J’ai reconquis petit à petit quelques heures de sommeil et surtout, surtout, du temps pour moi. Et dans cette reconquête, j’ai ressenti un violent besoin de me rassembler. C’était viscéral, je me sentais… émiettée.

Et c’est passé par un appel à l’aide de mon corps. Je l’ai traité pendant trop de mois comme un simple véhicule pour accomplir les multiples contraintes sous lesquelles j’étais ensevelie.

L’âge me donnant sans doute une certaine forme de sagesse, à moins que ce ne soit l’expérience, j’ai pris le temps de définir ce dont j’avais envie et besoin.

Perdre du poids, je sais faire. Le yoyo aussi, du coup, vraiment bien. J’ai réussi à abandonner, au fil des années, les envies irréalistes, les projections excessives. Je sais comment mon corps est fait. Ce qu’il a traversé. Ce qu’il a accompli aussi. Je connais son histoire et son passé génétique. Et oui, ça compte de se rappeler qu’on rentre rarement dans du 34 quand on a des hanches méditerranéennes et un bassin à porter des triplés.

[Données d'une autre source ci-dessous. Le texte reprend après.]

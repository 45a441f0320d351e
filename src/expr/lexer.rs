use crate::expr::error::ExprError;

#[derive(Debug, Clone, Copy, PartialEq, Eq)]
pub(crate) struct Span {
    pub(crate) start: usize,
    #[allow(dead_code)]
    pub(crate) end: usize,
}

#[derive(Debug, Clone, PartialEq)]
pub(crate) struct Token {
    pub(crate) kind: TokenKind,
    pub(crate) span: Span,
}

#[derive(Debug, Clone, PartialEq)]
pub(crate) enum TokenKind {
    Ident(String),
    Number(f64),

    LParen,
    RParen,
    Comma,

    Plus,
    Minus,
    Star,
    Slash,
    Percent,

    Amp,
    Caret,
    Pipe,

    Eof,
}

pub(crate) fn lex(input: &str) -> Result<Vec<Token>, ExprError> {
    let mut out = Vec::new();
    let bytes = input.as_bytes();
    let mut i = 0usize;

    while i < bytes.len() {
        let c = bytes[i] as char;
        if c.is_whitespace() {
            i += 1;
            continue;
        }

        let start = i;

        // Number: [0-9]+(.[0-9]+)?([eE][+-]?[0-9]+)? or .[0-9]+([eE][+-]?[0-9]+)?
        if c.is_ascii_digit()
            || (c == '.' && i + 1 < bytes.len() && (bytes[i + 1] as char).is_ascii_digit())
        {
            // integer part
            if c == '.' {
                i += 1;
            } else {
                while i < bytes.len() && (bytes[i] as char).is_ascii_digit() {
                    i += 1;
                }
                // fractional part
                if i < bytes.len()
                    && (bytes[i] as char) == '.'
                    && i + 1 < bytes.len()
                    && (bytes[i + 1] as char).is_ascii_digit()
                {
                    i += 1;
                }
            }

            while i < bytes.len() && (bytes[i] as char).is_ascii_digit() {
                i += 1;
            }

            // exponent
            if i < bytes.len() && matches!(bytes[i] as char, 'e' | 'E') {
                let e_pos = i;
                i += 1;
                if i < bytes.len() && matches!(bytes[i] as char, '+' | '-') {
                    i += 1;
                }
                let exp_start = i;
                while i < bytes.len() && (bytes[i] as char).is_ascii_digit() {
                    i += 1;
                }
                if exp_start == i {
                    return Err(ExprError::new(
                        e_pos,
                        "invalid number exponent (expected digits)",
                    ));
                }
            }

            let s = &input[start..i];
            let v: f64 = s
                .parse()
                .map_err(|_| ExprError::new(start, "invalid number"))?;
            out.push(Token {
                kind: TokenKind::Number(v),
                span: Span { start, end: i },
            });
            continue;
        }

        // Ident
        if c.is_ascii_alphabetic() || c == '_' {
            i += 1;
            while i < bytes.len() {
                let ch = bytes[i] as char;
                if ch.is_ascii_alphanumeric() || ch == '_' {
                    i += 1;
                } else {
                    break;
                }
            }
            out.push(Token {
                kind: TokenKind::Ident(input[start..i].to_owned()),
                span: Span { start, end: i },
            });
            continue;
        }

        let kind = match c {
            '(' => TokenKind::LParen,
            ')' => TokenKind::RParen,
            ',' => TokenKind::Comma,
            '+' => TokenKind::Plus,
            '-' => TokenKind::Minus,
            '*' => TokenKind::Star,
            '/' => TokenKind::Slash,
            '%' => TokenKind::Percent,
            '&' => TokenKind::Amp,
            '^' => TokenKind::Caret,
            '|' => TokenKind::Pipe,
            _ => {
                return Err(ExprError::new(start, format!("unexpected character '{c}'")));
            }
        };
        i += 1;
        out.push(Token {
            kind,
            span: Span { start, end: i },
        });
    }

    out.push(Token {
        kind: TokenKind::Eof,
        span: Span {
            start: input.len(),
            end: input.len(),
        },
    });

    Ok(out)
}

Ce dont j’ai envie, c’est un équilibre. Et plus que mon poids, travailler sur ma posture. Une petite rando cet été m’a également rappelé sans ménagement que si je ne peux pas demander tout et n’importe quoi à ce véhicule sans rien donner en échange. Ça fait bizarre, je vous le dis, de se retrouver en pleine montagne, les jambes coupées, sur un chemin que votre enfant de 6 ans moins le quart arrive à suivre, lui.

Il y a quelques mois, j’avais commencé à faire du yoga avec une appli. J’ai arrêté pendant un temps puis repris et cet été, j’ai réussi à tenir une séance quasi quotidienne. Des fois juste 10 minutes. Mais dans mes journées, 10 minutes, ça peut être énorme.

Et c’est ça, que j’ai réussi à faire : me dire qu’un peu, c’est bien. Et me féliciter de faire un peu.

Et d’ancrer l’idée que cette fois-ci, je vais faire des peu, mais que je vais ancrer cela dans le temps. Que je vais apporter à ce corps des muscles en profondeur, renforcer son souffle, son cœur. Au lieu de me fixer des objectifs en dates, en kilos, en séries, d’essayer de faire beaucoup au début parce que je suis motivée et que je ne sais pas si je le serai dans un mois. Je me laisse des marges de progression. Mon objectif n’est pas d’atteindre ceci ou cela. Mon objectif c’est de faire au moins un peu, le plus souvent possible. Pour au final avoir apporté ceci et cela à mon corps.

J’ai décidé de me féliciter de tout ce qui va dans le « bon » sens. De ne pas m’attarder sur le pas assez, pas suffisamment, pas correctement, pas comme j’espérais.

Je ne sais pas si ça va me tenir dans le temps mais pour le moment, ça me fait beaucoup de bien.